Where should you set your budget? We recommend that you don’t allow more than 3–4 percent discounting (comping) each month. This would include taking care of a regular customer, fixing a kitchen or service screw up, employee and manager meal discounting, and some small amount of discount marketing.
You can also look at your marketing budget and move some percentage points over to discounting if you use discount promotions as a major component to your marketing plan. For example, we recommend that you have a marketing budget of 2–4 percent per month. If you wanted to use all of that for discounting, you would have a target comping budget percentage as high as 8 percent each month to build business, take care of your guests and still make money. But all too often, without a budget set and managers trained on what they can and should do, comping leads to money lost.

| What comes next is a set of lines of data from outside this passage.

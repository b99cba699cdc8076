//! Offline cache proxy for the lookbook frontend.
//!
//! A versioned, cache-first proxy that keeps the lookbook shell and its API
//! responses available offline. Each deployed version owns one cache
//! generation; activating a version deletes every other generation.

pub mod cache;
pub mod config;
pub mod http;
pub mod message;
pub mod network;
pub mod policy;
pub mod registration;
pub mod server;
pub mod worker;

#[cfg(test)]
mod testing;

Here are a few comping practices that can kill your cash flow and ultimately your business if you don’t set a budget and train your managers:
- Free meals. When a guest does not like his or her food, instead of immediately jumping to buy the meal, consider whether a replacement item and a comped dessert might do the job. Failing to assess the situation and ask the guest leading questions can often lead to giving away the shop. This is where it becomes important to discuss with your management team each comp so that you can give them guidance on how you want that similar situation handled in the future if they didn’t handle it the way you would have wanted them to.
- Discount promotions. Running Groupon promotions and other marketing centered on discounting. Keep in mind, I am not against discount promotions. I am against the misuse of them. For example, if you run a Groupon at a 50 percent value, you are actually selling that certificate at a 78 percent discount. And if you’re operating at a 65 percent or higher prime cost, this could spell disaster. Make sure if you are using discounting for marketing, that you are driving NEW customers in and are requiring they sign up for your loyalty or VIP programs. This means you will make a little money on a new guest and can now market to them to bring them back. You are basically buying the lead. It’s important not to use discounting in a fashion that cheapens your brand or makes it so that your customers wait for the coupon before they come through your door.

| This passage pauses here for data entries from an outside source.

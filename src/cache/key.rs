//! Request keys used to address cache entries.

use reqwest::Method;
use sha2::{Digest, Sha256};

use crate::http::FetchRequest;

/// Identifies a cache entry by request method and absolute URL.
#[derive(Clone, Debug, PartialEq, Eq, Hash)]
pub struct RequestKey {
  method: Method,
  url: String,
}

impl RequestKey {
  pub fn new(method: Method, url: impl Into<String>) -> Self {
    Self {
      method,
      url: url.into(),
    }
  }

  pub fn from_request(request: &FetchRequest) -> Self {
    Self::new(request.method.clone(), request.url.as_str())
  }

  pub fn method(&self) -> &Method {
    &self.method
  }

  pub fn url(&self) -> &str {
    &self.url
  }

  /// Stable, fixed-length digest used as the storage primary key.
  pub fn cache_hash(&self) -> String {
    let mut hasher = Sha256::new();
    hasher.update(self.method.as_str().as_bytes());
    hasher.update(b" ");
    hasher.update(self.url.as_bytes());
    hex::encode(hasher.finalize())
  }
}

impl std::fmt::Display for RequestKey {
  fn fmt(&self, f: &mut std::fmt::Formatter<'_>) -> std::fmt::Result {
    write!(f, "{} {}", self.method, self.url)
  }
}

- Buying drinks! If you have a bar, you already know that you get hit up for free drinks from your regular customers. You know that you probably have to give your bartenders the ability to give away a couple drinks each shift or they will take them and more without your permission. Both of these can rob you of your cash. When it comes to regulars, you might decide that you as the owner don’t drink for free in your bar. You can then let the customer know you don’t even drink for free. Then if you buy the customer a drink, pull cash out of your pocket to pay. When it comes to bartenders, giving them freedom within some rules — say two comped drinks per shift — allows them to build business without breaking the bank. And then if they have given away their two and someone has a bad experience, all they have to do is ask the manager on duty if they can buy them a drink over their quota.

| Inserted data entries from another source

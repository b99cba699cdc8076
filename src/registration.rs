//! Registration supervisor driving proxy versions through their lifecycle.
//!
//! ```text
//! Uninitialized -> Installing -> Waiting -> Active -> Superseded
//!                       |                                ^
//!                       +------- install failed ---------+
//! ```
//!
//! Each phase is awaited to completion before the next one may start, so a
//! version never serves traffic with a half-populated cache and never
//! activates while another transition is still running.

use color_eyre::Result;
use serde::Serialize;
use std::sync::Arc;
use tokio::sync::{Mutex, RwLock};
use tracing::{debug, info, warn};

use crate::cache::{CacheStorage, FetchOutcome};
use crate::http::FetchRequest;
use crate::message::ClientMessage;
use crate::network::Fetcher;
use crate::worker::{OfflineCacheProxy, WorkerState};

type Proxy<S, F> = Arc<OfflineCacheProxy<S, F>>;

/// Summary of one registered version.
#[derive(Debug, Clone, PartialEq, Eq, Serialize)]
pub struct VersionInfo {
  pub version: u32,
  pub cache_name: String,
  pub state: WorkerState,
}

impl VersionInfo {
  fn of<S: CacheStorage, F: Fetcher>(proxy: &OfflineCacheProxy<S, F>) -> Self {
    Self {
      version: proxy.version(),
      cache_name: proxy.cache_name().to_string(),
      state: proxy.state(),
    }
  }
}

/// Snapshot of the registration slots.
#[derive(Debug, Clone, PartialEq, Eq, Serialize)]
pub struct RegistrationStatus {
  pub active: Option<VersionInfo>,
  pub waiting: Option<VersionInfo>,
}

/// Owns the active and waiting proxy versions for one scope.
///
/// The active version controls every page: requests dispatched here are
/// handled by it. When no version is active yet, requests go straight to the
/// network.
pub struct Registration<S: CacheStorage, F: Fetcher> {
  network: Arc<F>,
  skip_waiting_on_install: bool,
  /// Serialises install/activate transitions
  transition: Mutex<()>,
  waiting: RwLock<Option<Proxy<S, F>>>,
  active: RwLock<Option<Proxy<S, F>>>,
}

impl<S: CacheStorage, F: Fetcher> Registration<S, F> {
  pub fn new(network: Arc<F>, skip_waiting_on_install: bool) -> Self {
    Self {
      network,
      skip_waiting_on_install,
      transition: Mutex::new(()),
      waiting: RwLock::new(None),
      active: RwLock::new(None),
    }
  }

  /// Install a new version and, when allowed, activate it.
  ///
  /// Registering the version that is already active or already waiting is a
  /// no-op. A version whose install fails is marked superseded and the error
  /// is returned; the current active version keeps serving.
  pub async fn register(&self, proxy: OfflineCacheProxy<S, F>) -> Result<WorkerState> {
    let _transition = self.transition.lock().await;

    if let Some(existing) = self.find_version(proxy.version()).await {
      debug!(version = proxy.version(), state = %existing.state(), "version already registered");
      return Ok(existing.state());
    }

    let proxy = Arc::new(proxy);
    proxy.set_state(WorkerState::Installing);

    if let Err(e) = proxy.install().await {
      warn!(cache = %proxy.cache_name(), "install failed: {:#}", e);
      proxy.set_state(WorkerState::Superseded);
      return Err(e);
    }

    proxy.set_state(WorkerState::Waiting);
    if let Some(previous) = self.waiting.write().await.replace(Arc::clone(&proxy)) {
      previous.set_state(WorkerState::Superseded);
    }

    let has_active = self.active.read().await.is_some();
    if self.skip_waiting_on_install || !has_active {
      self.promote_waiting().await;
    } else {
      info!(cache = %proxy.cache_name(), "installed, waiting for takeover");
    }

    Ok(proxy.state())
  }

  /// Activate the waiting version immediately. Returns false if none is waiting.
  pub async fn skip_waiting(&self) -> bool {
    let _transition = self.transition.lock().await;
    self.promote_waiting().await
  }

  /// Handle a message posted by a controlled page.
  pub async fn post_message(&self, message: ClientMessage) -> bool {
    match message {
      ClientMessage::SkipWaiting => {
        let promoted = self.skip_waiting().await;
        if !promoted {
          debug!("skip waiting requested with no waiting version");
        }
        promoted
      }
      ClientMessage::Unknown => {
        debug!("ignoring unrecognised client message");
        false
      }
    }
  }

  /// Send a page request through the controlling version.
  pub async fn dispatch(&self, request: &FetchRequest) -> Result<FetchOutcome> {
    let controller = self.active.read().await.clone();

    match controller {
      Some(proxy) => proxy.handle_fetch(request).await,
      None => {
        debug!(url = %request.url, "no active version, passing through");
        let response = self.network.fetch(request).await?;
        Ok(FetchOutcome::pass_through(response))
      }
    }
  }

  pub async fn active(&self) -> Option<Proxy<S, F>> {
    self.active.read().await.clone()
  }

  pub async fn waiting(&self) -> Option<Proxy<S, F>> {
    self.waiting.read().await.clone()
  }

  pub async fn status(&self) -> RegistrationStatus {
    RegistrationStatus {
      active: self.active().await.map(|p| VersionInfo::of(&*p)),
      waiting: self.waiting().await.map(|p| VersionInfo::of(&*p)),
    }
  }

  async fn find_version(&self, version: u32) -> Option<Proxy<S, F>> {
    if let Some(active) = self.active().await.filter(|p| p.version() == version) {
      return Some(active);
    }
    self.waiting().await.filter(|p| p.version() == version)
  }

  /// Caller must hold the transition lock.
  async fn promote_waiting(&self) -> bool {
    let Some(next) = self.waiting.write().await.take() else {
      return false;
    };

    // A failed cleanup leaves stale generations behind; the next activation deletes them
    if let Err(e) = next.activate().await {
      warn!(cache = %next.cache_name(), "activation cleanup failed: {:#}", e);
    }

    next.set_state(WorkerState::Active);
    if let Some(previous) = self.active.write().await.replace(Arc::clone(&next)) {
      previous.set_state(WorkerState::Superseded);
      info!(from = %previous.cache_name(), to = %next.cache_name(), "version replaced");
    } else {
      info!(cache = %next.cache_name(), "version active");
    }

    true
  }
}

#[cfg(test)]
mod tests {
  use super::*;
  use crate::cache::{MemoryStorage, ResponseSource};
  use crate::policy::Scope;
  use crate::testing::ScriptedFetcher;
  use crate::worker::generation_name;
  use reqwest::{Method, StatusCode};
  use url::Url;

  struct Fixture {
    storage: Arc<MemoryStorage>,
    network: Arc<ScriptedFetcher>,
  }

  impl Fixture {
    fn new() -> Self {
      let network = Arc::new(ScriptedFetcher::new());
      network.respond("http://localhost:3000/", StatusCode::OK, "<html>root</html>");
      network.respond("http://localhost:3000/index.html", StatusCode::OK, "<html>index</html>");
      network.respond("http://localhost:3000/manifest.json", StatusCode::OK, "{}");
      Self {
        storage: Arc::new(MemoryStorage::new()),
        network,
      }
    }

    fn proxy(&self, version: u32) -> OfflineCacheProxy<MemoryStorage, ScriptedFetcher> {
      OfflineCacheProxy::new(
        version,
        generation_name("lookbook", version),
        Scope::new(&Url::parse("http://localhost:3000").unwrap(), "/").unwrap(),
        Arc::clone(&self.storage),
        Arc::clone(&self.network),
      )
    }

    fn registration(&self, skip_waiting: bool) -> Registration<MemoryStorage, ScriptedFetcher> {
      Registration::new(Arc::clone(&self.network), skip_waiting)
    }
  }

  fn get(url: &str) -> FetchRequest {
    FetchRequest::get(Url::parse(url).unwrap())
  }

  #[tokio::test]
  async fn test_first_version_activates_immediately() {
    let fx = Fixture::new();
    let registration = fx.registration(false);

    let state = registration.register(fx.proxy(1)).await.unwrap();

    assert_eq!(state, WorkerState::Active);
    assert_eq!(registration.active().await.unwrap().version(), 1);
    assert!(registration.waiting().await.is_none());
  }

  #[tokio::test]
  async fn test_skip_waiting_on_install_replaces_active() {
    let fx = Fixture::new();
    let registration = fx.registration(true);
    registration.register(fx.proxy(1)).await.unwrap();
    let v1 = registration.active().await.unwrap();

    let state = registration.register(fx.proxy(2)).await.unwrap();

    assert_eq!(state, WorkerState::Active);
    assert_eq!(v1.state(), WorkerState::Superseded);
    assert_eq!(fx.storage.generations().unwrap(), vec!["lookbook-v2"]);
  }

  #[tokio::test]
  async fn test_new_version_waits_until_skip_waiting_message() {
    let fx = Fixture::new();
    let registration = fx.registration(false);
    registration.register(fx.proxy(1)).await.unwrap();

    let state = registration.register(fx.proxy(2)).await.unwrap();

    assert_eq!(state, WorkerState::Waiting);
    assert_eq!(registration.active().await.unwrap().version(), 1);
    // Both generations coexist during the update
    assert_eq!(
      fx.storage.generations().unwrap(),
      vec!["lookbook-v1", "lookbook-v2"]
    );

    assert!(registration.post_message(ClientMessage::SkipWaiting).await);

    let status = registration.status().await;
    assert_eq!(status.active.unwrap().cache_name, "lookbook-v2");
    assert!(status.waiting.is_none());
    assert_eq!(fx.storage.generations().unwrap(), vec!["lookbook-v2"]);
  }

  #[tokio::test]
  async fn test_messages_without_waiting_version_are_noops() {
    let fx = Fixture::new();
    let registration = fx.registration(false);
    registration.register(fx.proxy(1)).await.unwrap();

    assert!(!registration.post_message(ClientMessage::SkipWaiting).await);
    assert!(!registration.post_message(ClientMessage::Unknown).await);
    assert_eq!(registration.active().await.unwrap().version(), 1);
  }

  #[tokio::test]
  async fn test_unknown_message_does_not_promote() {
    let fx = Fixture::new();
    let registration = fx.registration(false);
    registration.register(fx.proxy(1)).await.unwrap();
    registration.register(fx.proxy(2)).await.unwrap();

    assert!(!registration.post_message(ClientMessage::Unknown).await);
    assert_eq!(registration.waiting().await.unwrap().version(), 2);
  }

  #[tokio::test]
  async fn test_newer_waiting_version_supersedes_older_waiting() {
    let fx = Fixture::new();
    let registration = fx.registration(false);
    registration.register(fx.proxy(1)).await.unwrap();
    registration.register(fx.proxy(2)).await.unwrap();
    let v2 = registration.waiting().await.unwrap();

    registration.register(fx.proxy(3)).await.unwrap();

    assert_eq!(v2.state(), WorkerState::Superseded);
    assert_eq!(registration.waiting().await.unwrap().version(), 3);
    assert!(registration.skip_waiting().await);
    assert_eq!(fx.storage.generations().unwrap(), vec!["lookbook-v3"]);
  }

  #[tokio::test]
  async fn test_registering_same_version_is_noop() {
    let fx = Fixture::new();
    let registration = fx.registration(true);
    registration.register(fx.proxy(1)).await.unwrap();
    let calls = fx.network.calls();

    let state = registration.register(fx.proxy(1)).await.unwrap();

    assert_eq!(state, WorkerState::Active);
    assert_eq!(fx.network.calls(), calls);
  }

  #[tokio::test]
  async fn test_dispatch_without_active_version_passes_through() {
    let fx = Fixture::new();
    fx.network.respond("http://localhost:3000/api/looks/1", StatusCode::OK, "{}");
    let registration = fx.registration(true);

    let outcome = registration
      .dispatch(&get("http://localhost:3000/api/looks/1"))
      .await
      .unwrap();

    assert_eq!(outcome.source, ResponseSource::PassThrough);
    assert!(fx.storage.generations().unwrap().is_empty());
  }

  #[tokio::test]
  async fn test_upgrade_serves_from_new_generation() {
    let fx = Fixture::new();
    let look = "http://localhost:3000/api/looks/42";
    fx.network.respond(look, StatusCode::OK, "{\"id\":42}");
    let registration = fx.registration(true);

    // v1 and v2 caches both exist before v2 activates
    registration.register(fx.proxy(1)).await.unwrap();
    registration.dispatch(&get(look)).await.unwrap();
    fx.storage.open_generation("lookbook-v2").unwrap();
    assert_eq!(
      fx.storage.generations().unwrap(),
      vec!["lookbook-v1", "lookbook-v2"]
    );

    registration.register(fx.proxy(2)).await.unwrap();

    assert_eq!(fx.storage.generations().unwrap(), vec!["lookbook-v2"]);
    assert_eq!(registration.active().await.unwrap().cache_name(), "lookbook-v2");

    // The v1 entry is gone, so v2 fetches and caches into its own generation
    let outcome = registration.dispatch(&get(look)).await.unwrap();
    assert_eq!(outcome.source, ResponseSource::Network);
    let outcome = registration.dispatch(&get(look)).await.unwrap();
    assert_eq!(outcome.source, ResponseSource::Cache);
    assert_eq!(fx.storage.entry_count("lookbook-v2").unwrap(), 4);
  }

  #[tokio::test]
  async fn test_in_flight_fetch_cannot_revive_replaced_generation() {
    let fx = Fixture::new();
    let look = "http://localhost:3000/api/looks/42";
    fx.network.respond(look, StatusCode::OK, "{\"id\":42}");
    let gate = fx.network.gate(look);
    let registration = fx.registration(true);
    registration.register(fx.proxy(1)).await.unwrap();
    let calls = fx.network.calls();

    let request = get(look);
    let (outcome, ()) = tokio::join!(registration.dispatch(&request), async {
      // v1 is now parked on the network leg
      while fx.network.calls() == calls {
        tokio::task::yield_now().await;
      }
      registration.register(fx.proxy(2)).await.unwrap();
      assert_eq!(fx.storage.generations().unwrap(), vec!["lookbook-v2"]);
      gate.notify_one();
    });

    // The late v1 response is still delivered but not written anywhere
    let outcome = outcome.unwrap();
    assert_eq!(outcome.source, ResponseSource::Network);
    assert_eq!(outcome.response.body.as_ref(), b"{\"id\":42}");
    assert_eq!(fx.storage.generations().unwrap(), vec!["lookbook-v2"]);
    assert_eq!(fx.storage.entry_count("lookbook-v2").unwrap(), 3);
  }

  #[tokio::test]
  async fn test_offline_after_activation_serves_shell() {
    let fx = Fixture::new();
    let registration = fx.registration(true);
    registration.register(fx.proxy(1)).await.unwrap();
    fx.network.go_offline();

    let outcome = registration
      .dispatch(&get("http://localhost:3000/index.html"))
      .await
      .unwrap();
    assert_eq!(outcome.source, ResponseSource::Cache);
    assert_eq!(outcome.response.body.as_ref(), b"<html>index</html>");

    // Writes still go to the network and fail
    let post = FetchRequest::new(
      Method::POST,
      Url::parse("http://localhost:3000/api/looks").unwrap(),
    );
    assert!(registration.dispatch(&post).await.is_err());

    fx.network.go_online();
    assert!(registration
      .dispatch(&get("http://localhost:3000/manifest.json"))
      .await
      .is_ok());
  }
}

While comping is normal in our business and is one of the things that sets us apart from all other customer service experiences, misusing this tool can kill your bank account. To avoid this, make sure you set a comping budget, monitor your actual comping percentage on a daily and monthly basis, train managers on best practices by routinely reviewing comps and the reason behind them, and most importantly, remember when you comp you are giving away YOUR money. With all of these things in mind your comping can be used to deliver a great dining experience, bond with your guests and employees, and better yet, still be on a path to make money.